Publishers Weekly opined, “But just as readers are ready to dismiss him as a perennial screw-up, he deftly brings his experiences back to the rawness of his family struggles and he articulates that rarest of memoir experiences: a truly poignant, unexpected epiphany.”[3]

Celeste Headlee of National Public Radio (NPR) commented: “Yale law professor and author, Amy Chua, scored a best seller last year with her memoir, "The Battle Hymn of the Tiger Mother."[4] In it, she describes herself and other so-called Tiger Mothers who go to almost any length to push their kids toward perfection, holding back dinner until she nails that violin cadenza, threatening to put him out for being disobedient or demanding that she get straight As and become a doctor or a lawyer or maybe both.

But, as even Amy Chua found out, not all kids are willing to march to the drum of the tiger mother. Take Korean-American David Yoo.
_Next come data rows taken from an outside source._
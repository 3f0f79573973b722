//! Knowledge file selection. Files are held as metadata only and never uploaded.

use serde::{Deserialize, Serialize};

/// MIME types accepted for knowledge files.
pub const ALLOWED_MIME_TYPES: &[&str] = &[
    "text/plain",
    "application/pdf",
    "application/msword",
    "application/vnd.openxmlformats-officedocument.wordprocessingml.document",
    "text/csv",
    "application/json",
];

/// Maximum number of files held by one form.
pub const MAX_FILES: usize = 10;

/// Metadata for a selected file.
#[derive(Debug, Clone, PartialEq, Eq, Serialize, Deserialize)]
pub struct UploadedFile {
    pub name: String,
    /// Size in bytes.
    pub size: u64,
    pub mime_type: String,
}

impl UploadedFile {
    pub fn new(name: impl Into<String>, size: u64, mime_type: impl Into<String>) -> Self {
        Self {
            name: name.into(),
            size,
            mime_type: mime_type.into(),
        }
    }
}

/// A file that was not accepted, and why.
#[derive(Debug, Clone, PartialEq, Eq, Serialize, Deserialize)]
pub struct FileRejection {
    pub name: String,
    pub reason: String,
}

/// Outcome of a selection: what was attached and what was turned away.
#[derive(Debug, Clone, Default, Serialize, Deserialize)]
pub struct FileSelection {
    pub accepted: Vec<UploadedFile>,
    pub rejected: Vec<FileRejection>,
}

/// Strip parameters (`; charset=...`) and lowercase a MIME type.
fn essence(mime_type: &str) -> String {
    mime_type
        .split(';')
        .next()
        .unwrap_or_default()
        .trim()
        .to_ascii_lowercase()
}

/// Check a single file against the type allowlist and size cap.
pub fn check_file(file: &UploadedFile, max_bytes: u64) -> Result<(), String> {
    let mime = essence(&file.mime_type);
    if !ALLOWED_MIME_TYPES.contains(&mime.as_str()) {
        return Err(format!(
            "Unsupported file type '{}'. Use TXT, PDF, DOC, DOCX, CSV or JSON",
            file.mime_type
        ));
    }
    if file.size > max_bytes {
        return Err(format!(
            "File is {} but the limit is {}",
            format_size(file.size),
            format_size(max_bytes)
        ));
    }
    Ok(())
}

/// Attach `incoming` files to `attached`, enforcing type, size, count, and
/// name uniqueness.
pub fn select_files(
    attached: &mut Vec<UploadedFile>,
    incoming: Vec<UploadedFile>,
    max_bytes: u64,
) -> FileSelection {
    let mut selection = FileSelection::default();

    for file in incoming {
        let verdict = if attached.iter().any(|f| f.name == file.name) {
            Err("A file with this name is already attached".to_string())
        } else if attached.len() >= MAX_FILES {
            Err(format!("At most {MAX_FILES} files can be attached"))
        } else {
            check_file(&file, max_bytes)
        };

        match verdict {
            Ok(()) => {
                attached.push(file.clone());
                selection.accepted.push(file);
            }
            Err(reason) => {
                tracing::debug!(file = %file.name, %reason, "File rejected");
                selection.rejected.push(FileRejection {
                    name: file.name,
                    reason,
                });
            }
        }
    }

    selection
}

/// Remove an attached file by name. Returns whether anything was removed.
pub fn remove_file(attached: &mut Vec<UploadedFile>, name: &str) -> bool {
    let before = attached.len();
    attached.retain(|f| f.name != name);
    attached.len() != before
}

/// Render a byte count as B / KB / MB.
pub fn format_size(bytes: u64) -> String {
    const KB: u64 = 1024;
    const MB: u64 = 1024 * 1024;
    if bytes >= MB {
        format!("{:.1} MB", bytes as f64 / MB as f64)
    } else if bytes >= KB {
        format!("{:.1} KB", bytes as f64 / KB as f64)
    } else {
        format!("{bytes} B")
    }
}

#[cfg(test)]
mod tests {
    use super::*;

    const TEN_MB: u64 = 10 * 1024 * 1024;

    #[test]
    fn accepts_allowed_types_under_cap() {
        let mut attached = Vec::new();
        let selection = select_files(
            &mut attached,
            vec![
                UploadedFile::new("faq.pdf", 2_000, "application/pdf"),
                UploadedFile::new("prices.csv", 500, "text/csv; charset=utf-8"),
                UploadedFile::new("notes.txt", TEN_MB, "TEXT/PLAIN"),
            ],
            TEN_MB,
        );
        assert_eq!(selection.accepted.len(), 3);
        assert!(selection.rejected.is_empty());
        assert_eq!(attached.len(), 3);
    }

    #[test]
    fn rejects_wrong_type_and_oversize() {
        let mut attached = Vec::new();
        let selection = select_files(
            &mut attached,
            vec![
                UploadedFile::new("logo.png", 100, "image/png"),
                UploadedFile::new("big.pdf", TEN_MB + 1, "application/pdf"),
            ],
            TEN_MB,
        );
        assert!(selection.accepted.is_empty());
        assert_eq!(selection.rejected.len(), 2);
        assert!(selection.rejected[0].reason.contains("Unsupported"));
        assert!(selection.rejected[1].reason.contains("limit"));
        assert!(attached.is_empty());
    }

    #[test]
    fn rejects_duplicates_and_overflow() {
        let mut attached: Vec<UploadedFile> = (0..MAX_FILES)
            .map(|i| UploadedFile::new(format!("doc{i}.txt"), 10, "text/plain"))
            .collect();

        let selection = select_files(
            &mut attached,
            vec![
                UploadedFile::new("doc0.txt", 10, "text/plain"),
                UploadedFile::new("extra.txt", 10, "text/plain"),
            ],
            TEN_MB,
        );
        assert!(selection.accepted.is_empty());
        assert!(selection.rejected[0].reason.contains("already attached"));
        assert!(selection.rejected[1].reason.contains("At most"));
        assert_eq!(attached.len(), MAX_FILES);
    }

    #[test]
    fn remove_by_name() {
        let mut attached = vec![UploadedFile::new("a.json", 1, "application/json")];
        assert!(!remove_file(&mut attached, "b.json"));
        assert!(remove_file(&mut attached, "a.json"));
        assert!(attached.is_empty());
    }

    #[test]
    fn sizes_render_readably() {
        assert_eq!(format_size(512), "512 B");
        assert_eq!(format_size(2048), "2.0 KB");
        assert_eq!(format_size(TEN_MB), "10.0 MB");
    }
}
Growing up, he made a point not to study, not to excel at school. Instead, he poured his efforts into trying to fit in with the white kids. How that all turned out is the subject of his memoir. It's called "The Choke Artist: Confessions of a Chronic Underachiever."”[5]

References

  1. David Yoo (2012). The Choke Artist. Grand Central Publishing. p. 114. ISBN 978-0-446-57345-0.
  2. Barbara Ehrenreich (2001). Nickel and Dimed. Granta Books. pp. 001–221. ISBN 1-86207-521-2.
  3. Publishers Weekly Author (2021-06-01). "The Choke Artist". Publishers Weekly. Retrieved 6 June 2021. {{cite web}}: |author= has generic name (help)
  4. Amy Chua (2011). Battle Hymn of the Tiger Mother. Penguin Press Hard Cover. pp. 001–256. ISBN 978-1-59420-284-1.
  5. Celeste Headlee (2012-09-24). "'Choke Artist' On Lowering Expectations". national Public Radio (NPR). Retrieved 27 May 2021.